The IPW chairman said the strategy of the current Densus personnel could become a bad precedent for the national police and must be stopped before being copied by the intelligence agents.

Meanwhile, Prof. Dr. Duski Samad, dean of the faculty of Islamic thinking of Imam Bonjol Islamic University (IAIN) in Padang, West Sumatra Province, said the police`s way of handling terrorists recently had disturbed the public`s sense of justice.

"There are always fatalities, deaths. It happens when terror suspects used short-barrel guns are facing police personnel carrying long-barrel guns. It creates the impression that the police are not professional," he said.

The police should respect the public`s religious sensitivity and sense of justice, Duski, a prominent ulema (Muslim scholar) of West Sumatra Province, said.

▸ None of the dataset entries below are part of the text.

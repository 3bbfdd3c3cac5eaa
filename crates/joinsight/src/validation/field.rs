//! Diagnostic checks on one candidate column pair.

use once_cell::sync::Lazy;
use regex::Regex;
use serde::{Deserialize, Serialize};
use tracing::debug;

use super::diagnostic::{
    CardinalityCheck, CharacterType, DateCompatibilityCheck, Diagnostic, Granularity,
    NullAnalysisCheck, NullDistribution, PatternMatchCheck, Relationship, SideDates, SideNulls,
    SidePattern, SideUniqueness, UniquenessCheck, ValueOverlapCheck,
};
use super::stats::FrequencySummary;
use crate::dataset::{Column, Dataset};
use crate::dates::parse_value;
use crate::mapping::ColumnRef;

static NUMERIC: Lazy<Regex> = Lazy::new(|| Regex::new(r"^\d+$").unwrap());
static ALPHABETIC: Lazy<Regex> = Lazy::new(|| Regex::new(r"^[a-zA-Z]+$").unwrap());

const DAYS_PER_YEAR: f64 = 365.25;

/// Validator configuration.
#[derive(Debug, Clone, Serialize, Deserialize)]
#[serde(default)]
pub struct ValidatorConfig {
    /// Maximum non-missing values inspected by the pattern check.
    pub pattern_sample_size: usize,
    /// Rows per window in the null distribution.
    pub null_window: usize,
}

impl Default for ValidatorConfig {
    fn default() -> Self {
        Self {
            pattern_sample_size: 1000,
            null_window: 100,
        }
    }
}

/// All checks for one field pair.
#[derive(Debug, Clone, PartialEq, Serialize, Deserialize)]
pub struct FieldChecks {
    pub uniqueness: UniquenessCheck,
    pub pattern_match: PatternMatchCheck,
    pub null_analysis: NullAnalysisCheck,
    pub cardinality: CardinalityCheck,
    pub value_overlap: ValueOverlapCheck,
    #[serde(skip_serializing_if = "Option::is_none")]
    pub date_compatibility: Option<DateCompatibilityCheck>,
}

impl FieldChecks {
    /// The checks as a flat list of diagnostics.
    pub fn diagnostics(&self) -> Vec<Diagnostic> {
        let mut diagnostics = vec![
            Diagnostic::Uniqueness(self.uniqueness.clone()),
            Diagnostic::PatternMatch(self.pattern_match.clone()),
            Diagnostic::NullAnalysis(self.null_analysis.clone()),
            Diagnostic::Cardinality(self.cardinality.clone()),
            Diagnostic::ValueOverlap(self.value_overlap.clone()),
        ];
        if let Some(dates) = &self.date_compatibility {
            diagnostics.push(Diagnostic::DateCompatibility(dates.clone()));
        }
        diagnostics
    }
}

/// Runs join-field checks between two datasets.
///
/// Absent columns never raise: every check degrades to zeroed metrics.
pub struct FieldValidator<'a> {
    table1: &'a Dataset,
    table2: &'a Dataset,
    config: ValidatorConfig,
}

impl<'a> FieldValidator<'a> {
    pub fn new(table1: &'a Dataset, table2: &'a Dataset) -> Self {
        Self::with_config(table1, table2, ValidatorConfig::default())
    }

    pub fn with_config(table1: &'a Dataset, table2: &'a Dataset, config: ValidatorConfig) -> Self {
        Self {
            table1,
            table2,
            config,
        }
    }

    /// Run every check on a column pair; date compatibility only when `is_date`.
    pub fn run_all_checks(&self, field1: &ColumnRef, field2: &ColumnRef, is_date: bool) -> FieldChecks {
        debug!(
            field1 = %field1,
            field2 = %field2,
            found1 = resolve(self.table1, field1).is_some(),
            found2 = resolve(self.table2, field2).is_some(),
            is_date,
            "running field checks"
        );

        FieldChecks {
            uniqueness: self.uniqueness_check(field1, field2),
            pattern_match: self.pattern_match_check(field1, field2),
            null_analysis: self.null_analysis(field1, field2),
            cardinality: self.cardinality_check(field1, field2),
            value_overlap: self.value_overlap_check(field1, field2),
            date_compatibility: is_date.then(|| self.date_compatibility_check(field1, field2)),
        }
    }

    pub fn uniqueness_check(&self, field1: &ColumnRef, field2: &ColumnRef) -> UniquenessCheck {
        UniquenessCheck {
            table1: side_uniqueness(
                &field1.column,
                resolve(self.table1, field1),
                self.table1.row_count(),
            ),
            table2: side_uniqueness(
                &field2.column,
                resolve(self.table2, field2),
                self.table2.row_count(),
            ),
        }
    }

    pub fn pattern_match_check(&self, field1: &ColumnRef, field2: &ColumnRef) -> PatternMatchCheck {
        let size = self.config.pattern_sample_size;
        pattern_match(
            side_pattern(&field1.column, resolve(self.table1, field1), size),
            side_pattern(&field2.column, resolve(self.table2, field2), size),
        )
    }

    pub fn null_analysis(&self, field1: &ColumnRef, field2: &ColumnRef) -> NullAnalysisCheck {
        let window = self.config.null_window;
        NullAnalysisCheck {
            table1: side_nulls(&field1.column, resolve(self.table1, field1), window),
            table2: side_nulls(&field2.column, resolve(self.table2, field2), window),
        }
    }

    pub fn cardinality_check(&self, field1: &ColumnRef, field2: &ColumnRef) -> CardinalityCheck {
        cardinality(resolve(self.table1, field1), resolve(self.table2, field2))
    }

    pub fn value_overlap_check(&self, field1: &ColumnRef, field2: &ColumnRef) -> ValueOverlapCheck {
        value_overlap(resolve(self.table1, field1), resolve(self.table2, field2))
    }

    pub fn date_compatibility_check(
        &self,
        field1: &ColumnRef,
        field2: &ColumnRef,
    ) -> DateCompatibilityCheck {
        date_compatibility(
            side_dates(&field1.column, resolve(self.table1, field1)),
            side_dates(&field2.column, resolve(self.table2, field2)),
        )
    }
}

/// Look up a referenced column; a reference to another dataset resolves to nothing.
fn resolve<'d>(dataset: &'d Dataset, field: &ColumnRef) -> Option<&'d Column> {
    if field.dataset != dataset.name() {
        return None;
    }
    dataset.column(&field.column)
}

fn side_uniqueness(name: &str, column: Option<&Column>, total_records: usize) -> SideUniqueness {
    let unique_values = column.map(|c| c.distinct_keys().len()).unwrap_or(0);
    let duplication_rate = match column {
        Some(_) if total_records > 0 => {
            100.0 * (1.0 - unique_values as f64 / total_records as f64)
        }
        _ => 0.0,
    };

    SideUniqueness {
        column: name.to_string(),
        column_found: column.is_some(),
        total_records,
        unique_values,
        duplication_rate,
    }
}

fn side_pattern(name: &str, column: Option<&Column>, sample_size: usize) -> SidePattern {
    let sample: Vec<String> = column
        .map(|c| c.text_values().take(sample_size).collect())
        .unwrap_or_default();

    let Some(first) = sample.first() else {
        return SidePattern {
            column: name.to_string(),
            column_found: column.is_some(),
            sample_size: 0,
            pattern: None,
            format_consistency: false,
            length_match: false,
            character_type: None,
        };
    };

    let pattern = shape(first);
    let format_consistency = sample.iter().all(|v| shape(v) == pattern);
    let first_len = first.chars().count();
    let length_match = sample.iter().all(|v| v.chars().count() == first_len);

    let character_type = if sample.iter().all(|v| NUMERIC.is_match(v)) {
        CharacterType::Numeric
    } else if sample.iter().all(|v| ALPHABETIC.is_match(v)) {
        CharacterType::Alphabetic
    } else {
        CharacterType::Alphanumeric
    };

    SidePattern {
        column: name.to_string(),
        column_found: true,
        sample_size: sample.len(),
        pattern: Some(pattern),
        format_consistency,
        length_match,
        character_type: Some(character_type),
    }
}

/// Character-class shape of a value: digits become `9`, letters `A`.
fn shape(value: &str) -> String {
    value
        .chars()
        .map(|c| {
            if c.is_ascii_digit() {
                '9'
            } else if c.is_alphabetic() {
                'A'
            } else {
                c
            }
        })
        .collect()
}

fn pattern_match(table1: SidePattern, table2: SidePattern) -> PatternMatchCheck {
    let same_pattern = matches!(
        (&table1.pattern, &table2.pattern),
        (Some(a), Some(b)) if a == b
    );
    let same_character_type = matches!(
        (table1.character_type, table2.character_type),
        (Some(a), Some(b)) if a == b
    );
    PatternMatchCheck {
        table1,
        table2,
        same_pattern,
        same_character_type,
    }
}

fn side_nulls(name: &str, column: Option<&Column>, window: usize) -> SideNulls {
    let Some(column) = column else {
        return SideNulls {
            column: name.to_string(),
            column_found: false,
            null_count: 0,
            null_percentage: 0.0,
            distribution: NullDistribution::default(),
        };
    };

    let missing: Vec<bool> = column.values.iter().map(|v| v.is_missing()).collect();
    let len = missing.len();
    let null_count = missing.iter().filter(|m| **m).count();

    let start_end = window.min(len);
    let mid_start = (len / 2).saturating_sub(window / 2);
    let mid_end = (mid_start + window).min(len);

    SideNulls {
        column: name.to_string(),
        column_found: true,
        null_count,
        null_percentage: percentage(null_count, len),
        distribution: NullDistribution {
            start: null_rate(&missing[..start_end]),
            middle: null_rate(&missing[mid_start..mid_end]),
            end: null_rate(&missing[len - start_end..]),
        },
    }
}

fn null_rate(window: &[bool]) -> f64 {
    percentage(window.iter().filter(|m| **m).count(), window.len())
}

fn percentage(part: usize, whole: usize) -> f64 {
    if whole == 0 {
        0.0
    } else {
        100.0 * part as f64 / whole as f64
    }
}

fn cardinality(col1: Option<&Column>, col2: Option<&Column>) -> CardinalityCheck {
    let counts1: Vec<usize> = col1
        .map(|c| c.value_counts().into_values().collect())
        .unwrap_or_default();
    let counts2: Vec<usize> = col2
        .map(|c| c.value_counts().into_values().collect())
        .unwrap_or_default();

    let max1 = counts1.iter().copied().max();
    let max2 = counts2.iter().copied().max();

    let relationship = match (max1, max2) {
        (Some(a), Some(b)) if a <= 1 && b <= 1 => Relationship::OneToOne,
        (Some(a), Some(_)) if a <= 1 => Relationship::OneToMany,
        (Some(_), Some(b)) if b <= 1 => Relationship::ManyToOne,
        (Some(_), Some(_)) => Relationship::ManyToMany,
        _ => Relationship::Unknown,
    };

    CardinalityCheck {
        relationship,
        max_fan_out: max1.unwrap_or(0).max(max2.unwrap_or(0)),
        table1_distribution: FrequencySummary::from_counts(counts1),
        table2_distribution: FrequencySummary::from_counts(counts2),
    }
}

pub(crate) fn value_overlap(col1: Option<&Column>, col2: Option<&Column>) -> ValueOverlapCheck {
    let set1 = col1.map(Column::distinct_keys).unwrap_or_default();
    let set2 = col2.map(Column::distinct_keys).unwrap_or_default();
    super::overlap_of_sets(&set1, &set2)
}

fn side_dates(name: &str, column: Option<&Column>) -> SideDates {
    let parsed: Vec<Option<chrono::NaiveDateTime>> = column
        .map(|c| c.values.iter().map(parse_value).collect())
        .unwrap_or_default();

    let dates: Vec<chrono::NaiveDateTime> = parsed.iter().flatten().copied().collect();
    let earliest = dates.iter().min().copied();
    let latest = dates.iter().max().copied();

    let range_years = match (earliest, latest) {
        (Some(min), Some(max)) => (max - min).num_days() as f64 / DAYS_PER_YEAR,
        _ => 0.0,
    };

    let granularity = if dates.is_empty() {
        Granularity::Unknown
    } else if dates.iter().any(|d| d.time() != chrono::NaiveTime::MIN) {
        Granularity::Timestamp
    } else {
        Granularity::Date
    };

    SideDates {
        column: name.to_string(),
        column_found: column.is_some(),
        format_match: !parsed.is_empty() && parsed.iter().all(Option::is_some),
        range_years,
        earliest,
        latest,
        granularity,
    }
}

fn date_compatibility(table1: SideDates, table2: SideDates) -> DateCompatibilityCheck {
    let ranges_overlap = match (table1.earliest, table1.latest, table2.earliest, table2.latest) {
        (Some(min1), Some(max1), Some(min2), Some(max2)) => min1 <= max2 && min2 <= max1,
        _ => false,
    };
    DateCompatibilityCheck {
        table1,
        table2,
        ranges_overlap,
    }
}
//! Dataset metadata handed to mapping-suggestion services.

use serde::{Deserialize, Serialize};

use super::column::ColumnType;
use super::value::Value;

/// Per-column summary.
#[derive(Debug, Clone, PartialEq, Serialize, Deserialize)]
pub struct ColumnProfile {
    pub name: String,
    pub column_type: ColumnType,
    pub null_count: usize,
    /// Number of distinct non-missing values.
    pub distinct_count: usize,
    /// Leading values of the column, missing ones included.
    pub sample_values: Vec<Value>,
}

/// Summary of a whole dataset.
#[derive(Debug, Clone, PartialEq, Serialize, Deserialize)]
pub struct DatasetProfile {
    pub name: String,
    pub row_count: usize,
    pub columns: Vec<ColumnProfile>,
}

As the police personnel were numerous and well armed , it would have been more desirable if they could have arrested rather than killed the terror suspects, he said.

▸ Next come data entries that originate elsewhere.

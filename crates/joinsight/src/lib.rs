//! Joinsight: join-compatibility validation for pairs of tabular datasets.
//!
//! Given two datasets and a candidate mapping of customer, date and
//! (optionally) product columns between them, joinsight measures whether the
//! mapping would produce a trustworthy join before anyone runs it.
//!
//! # Core Principles
//!
//! - **Read-only**: datasets are never modified
//! - **Fail soft**: a missing column degrades its checks instead of aborting
//! - **Explicit failures**: date columns that cannot be normalized are
//!   reported with the offending values, never silently treated as no match
//!
//! # Example
//!
//! ```no_run
//! use joinsight::{CandidateMapping, JoinAdvisor};
//!
//! let advisor = JoinAdvisor::new();
//! let (sales, _) = advisor.load("sales.csv").unwrap();
//! let (accounts, _) = advisor.load("accounts.csv").unwrap();
//!
//! let candidate = CandidateMapping::between(
//!     sales.name(),
//!     accounts.name(),
//!     ("customer_id", "cust"),
//!     ("order_date", "period"),
//!     None,
//! )
//! .unwrap();
//!
//! let report = advisor.evaluate(&candidate, &sales, &accounts);
//! println!("Mean health: {:.1}", report.mean_health);
//! ```

pub mod dataset;
pub mod dates;
pub mod error;
pub mod health;
pub mod input;
pub mod mapping;
pub mod overlap;
pub mod validation;

mod advisor;

pub use crate::advisor::{AdvisorConfig, JoinAdvisor, JoinReport};
pub use dataset::{Column, ColumnType, Dataset, DatasetProfile, Value};
pub use dates::{DateNormalizer, NormalizedDates, YearMonth};
pub use error::{DateParseFailure, JoinsightError, MappingError, Result, SimulationError};
pub use health::{HealthAggregator, HealthMetrics, HealthWeights};
pub use input::{DataTable, Parser, SourceMetadata};
pub use mapping::{CandidateMapping, ColumnRef, FieldMapping, MappingDocument, Role};
pub use overlap::{CombinedOverlap, JoinSimulation, OverlapEngine, VerificationResult};
pub use validation::{CheckType, Diagnostic, FieldChecks, FieldValidator};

He also considered that the raids as being a show of force and political image building.

Voicing a similar sentiment, a former Indonesian terrorist, Umah Abduh, asked the police to catch terror suspects alive instead of shooting them to death on the spot.

"The police must not follow their killer instinct. They must capture terror suspects alive, not kill them on sight," Umah Abduh said in a public discussion recently.

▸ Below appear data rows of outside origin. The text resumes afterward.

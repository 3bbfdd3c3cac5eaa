//! Typed results of the join-field checks.

use chrono::NaiveDateTime;
use serde::{Deserialize, Serialize};

use super::stats::FrequencySummary;

/// Kind of check that produced a diagnostic.
#[derive(Debug, Clone, Copy, PartialEq, Eq, Hash, Serialize, Deserialize)]
#[serde(rename_all = "snake_case")]
pub enum CheckType {
    Uniqueness,
    PatternMatch,
    NullAnalysis,
    Cardinality,
    ValueOverlap,
    DateCompatibility,
}

impl CheckType {
    pub fn description(&self) -> &'static str {
        match self {
            CheckType::Uniqueness => "Whether the proposed join fields identify records uniquely",
            CheckType::PatternMatch => "Whether values follow the same pattern in both tables",
            CheckType::NullAnalysis => "How missing values are spread through the join fields",
            CheckType::Cardinality => "Relationship type and fan-out between the tables",
            CheckType::ValueOverlap => "How many distinct values appear in both tables",
            CheckType::DateCompatibility => "Whether the date fields parse, and over which range",
        }
    }
}

/// One check's outcome.
#[derive(Debug, Clone, PartialEq, Serialize, Deserialize)]
#[serde(tag = "check_type", content = "metrics", rename_all = "snake_case")]
pub enum Diagnostic {
    Uniqueness(UniquenessCheck),
    PatternMatch(PatternMatchCheck),
    NullAnalysis(NullAnalysisCheck),
    Cardinality(CardinalityCheck),
    ValueOverlap(ValueOverlapCheck),
    DateCompatibility(DateCompatibilityCheck),
}

impl Diagnostic {
    pub fn check_type(&self) -> CheckType {
        match self {
            Diagnostic::Uniqueness(_) => CheckType::Uniqueness,
            Diagnostic::PatternMatch(_) => CheckType::PatternMatch,
            Diagnostic::NullAnalysis(_) => CheckType::NullAnalysis,
            Diagnostic::Cardinality(_) => CheckType::Cardinality,
            Diagnostic::ValueOverlap(_) => CheckType::ValueOverlap,
            Diagnostic::DateCompatibility(_) => CheckType::DateCompatibility,
        }
    }

    pub fn description(&self) -> &'static str {
        self.check_type().description()
    }
}

/// Duplication on one side of a field pair.
#[derive(Debug, Clone, PartialEq, Serialize, Deserialize)]
pub struct SideUniqueness {
    pub column: String,
    pub column_found: bool,
    pub total_records: usize,
    /// Distinct non-missing values.
    pub unique_values: usize,
    /// `100 × (1 − unique/total)`; 0 for an empty or absent column.
    pub duplication_rate: f64,
}

#[derive(Debug, Clone, PartialEq, Serialize, Deserialize)]
pub struct UniquenessCheck {
    pub table1: SideUniqueness,
    pub table2: SideUniqueness,
}

/// Character composition of a sample.
#[derive(Debug, Clone, Copy, PartialEq, Eq, Hash, Serialize, Deserialize)]
#[serde(rename_all = "snake_case")]
pub enum CharacterType {
    Numeric,
    Alphabetic,
    Alphanumeric,
}

#[derive(Debug, Clone, PartialEq, Serialize, Deserialize)]
pub struct SidePattern {
    pub column: String,
    pub column_found: bool,
    pub sample_size: usize,
    /// Shape of the first sampled value: digits as `9`, letters as `A`, others literal.
    ///
    /// Shapes compare character classes, so `A-001` and `B-002` match even
    /// though neither is a prefix of the other.
    #[serde(skip_serializing_if = "Option::is_none")]
    pub pattern: Option<String>,
    /// Every sampled value has the first value's shape, not its literal text.
    pub format_consistency: bool,
    /// Every sampled value has the same length.
    pub length_match: bool,
    #[serde(skip_serializing_if = "Option::is_none")]
    pub character_type: Option<CharacterType>,
}

#[derive(Debug, Clone, PartialEq, Serialize, Deserialize)]
pub struct PatternMatchCheck {
    pub table1: SidePattern,
    pub table2: SidePattern,
    /// Both sides have a pattern and the leading shapes agree.
    pub same_pattern: bool,
    /// Both sides share a character type.
    pub same_character_type: bool,
}

/// Null percentage over leading, middle and trailing row windows.
#[derive(Debug, Clone, Copy, Default, PartialEq, Serialize, Deserialize)]
pub struct NullDistribution {
    pub start: f64,
    pub middle: f64,
    pub end: f64,
}

#[derive(Debug, Clone, PartialEq, Serialize, Deserialize)]
pub struct SideNulls {
    pub column: String,
    pub column_found: bool,
    pub null_count: usize,
    pub null_percentage: f64,
    pub distribution: NullDistribution,
}

#[derive(Debug, Clone, PartialEq, Serialize, Deserialize)]
pub struct NullAnalysisCheck {
    pub table1: SideNulls,
    pub table2: SideNulls,
}

/// Join relationship implied by per-value repetition on each side.
#[derive(Debug, Clone, Copy, PartialEq, Eq, Hash, Serialize, Deserialize)]
#[serde(rename_all = "kebab-case")]
pub enum Relationship {
    OneToOne,
    OneToMany,
    ManyToOne,
    ManyToMany,
    /// One side has no usable values.
    Unknown,
}

impl Relationship {
    pub fn label(&self) -> &'static str {
        match self {
            Relationship::OneToOne => "one-to-one",
            Relationship::OneToMany => "one-to-many",
            Relationship::ManyToOne => "many-to-one",
            Relationship::ManyToMany => "many-to-many",
            Relationship::Unknown => "unknown",
        }
    }
}

#[derive(Debug, Clone, PartialEq, Serialize, Deserialize)]
pub struct CardinalityCheck {
    pub relationship: Relationship,
    /// Highest repetition of any single value on either side.
    pub max_fan_out: usize,
    pub table1_distribution: FrequencySummary,
    pub table2_distribution: FrequencySummary,
}

#[derive(Debug, Clone, PartialEq, Serialize, Deserialize)]
pub struct ValueOverlapCheck {
    /// `100 × |A ∩ B| / max(|A|, |B|)` over distinct non-missing values.
    pub overlap_percentage: f64,
    pub overlap_count: usize,
    pub unique_to_table1: usize,
    pub unique_to_table2: usize,
    pub table1_distinct: usize,
    pub table2_distinct: usize,
}

/// Date or timestamp resolution of a column.
#[derive(Debug, Clone, Copy, PartialEq, Eq, Hash, Serialize, Deserialize)]
#[serde(rename_all = "snake_case")]
pub enum Granularity {
    Date,
    Timestamp,
    Unknown,
}

#[derive(Debug, Clone, PartialEq, Serialize, Deserialize)]
pub struct SideDates {
    pub column: String,
    pub column_found: bool,
    /// Every value is present and parses as a date.
    pub format_match: bool,
    /// Span between earliest and latest date, in years.
    pub range_years: f64,
    #[serde(skip_serializing_if = "Option::is_none")]
    pub earliest: Option<NaiveDateTime>,
    #[serde(skip_serializing_if = "Option::is_none")]
    pub latest: Option<NaiveDateTime>,
    pub granularity: Granularity,
}

#[derive(Debug, Clone, PartialEq, Serialize, Deserialize)]
pub struct DateCompatibilityCheck {
    pub table1: SideDates,
    pub table2: SideDates,
    /// The two date ranges intersect.
    pub ranges_overlap: bool,
}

Umah, who was member of a terrorist group that hijacked a Garuda Indonesia airplane at Bangkok`s Don Muang airport in 1981, criticized the present police`s inclination to terminate terror suspects they were pursuing rather than trying to catch them alive.

"A terrorist should be shot dead only after a court of law has sentenced him or her to death." he said. Present-day police who were equipped with sophisticated gadgets such as GPS should be able to get close to a terrorist`s nest and catch him or her alive without too much difficulty, he added.

However, the National Police`s spokesman, Inspector General Edward Aritonang, refuted Umah Abduh`s view by saying the police had no wish to kill.

He said police always prioritized capturing terror suspects alive.

"We have a doctrine that says capturing a suspect alive is always better. However, if that is not possible, there is no other way but to shoot him or her to death," he said.

Aritonang said conditions in the field were not always as easy as expected. In clashes with police, terror suspects always used weapons such as bombs or guns that could kill or wound police officers.

"We also have to do our best to protect our own personnel from getting shot or wounded," he said.

Head of the National Police`s Criminal Investigation Unit Commissioner General Ito Sumardi recently also denied that the police had executed terror suspects deliberately.

"We did not just shoot. Everything our men did was in line with standing procedures," he said after the closing of the anti-terror Police-Military exercise at Halim Perdanakusuma airforce base, in Jakarta, last March 15.

The police were forced to shoot them to death because the suspects had fought back and threatened the lives of security personnel and local people at the scene, he said.

A human right activist on a domestic television recently said he supported the police for fighting against terrorists but those who were killed on the spot should be considered suspects before proven in court. And therefore, they should have been arrested, instead of shot dead.

Susno Duadji, former chief of the police`s criminal investigation department, on the occasion, said in such a fight, the police were usually in a situation of `to kill or be killed" but he was optimistic that the police would listen to the people`s aspirations.

The Indonesian police had also shot dead Dr. Azahari in a raid in East Java in November 2005, and Noordin M Top, in Solo, Central Java, in September 2009.

Dr Azahari and his associate Noordin Mohammad Top, both Malaysian-born were believed to have masterminded a series of major terrorist acts in Indonesia, including the Bali bombings in 2002, a deadly blast at the Australian Embassy in Jakarta in 2004, and bombings in Bali in October 2005 that killed more than 220 people.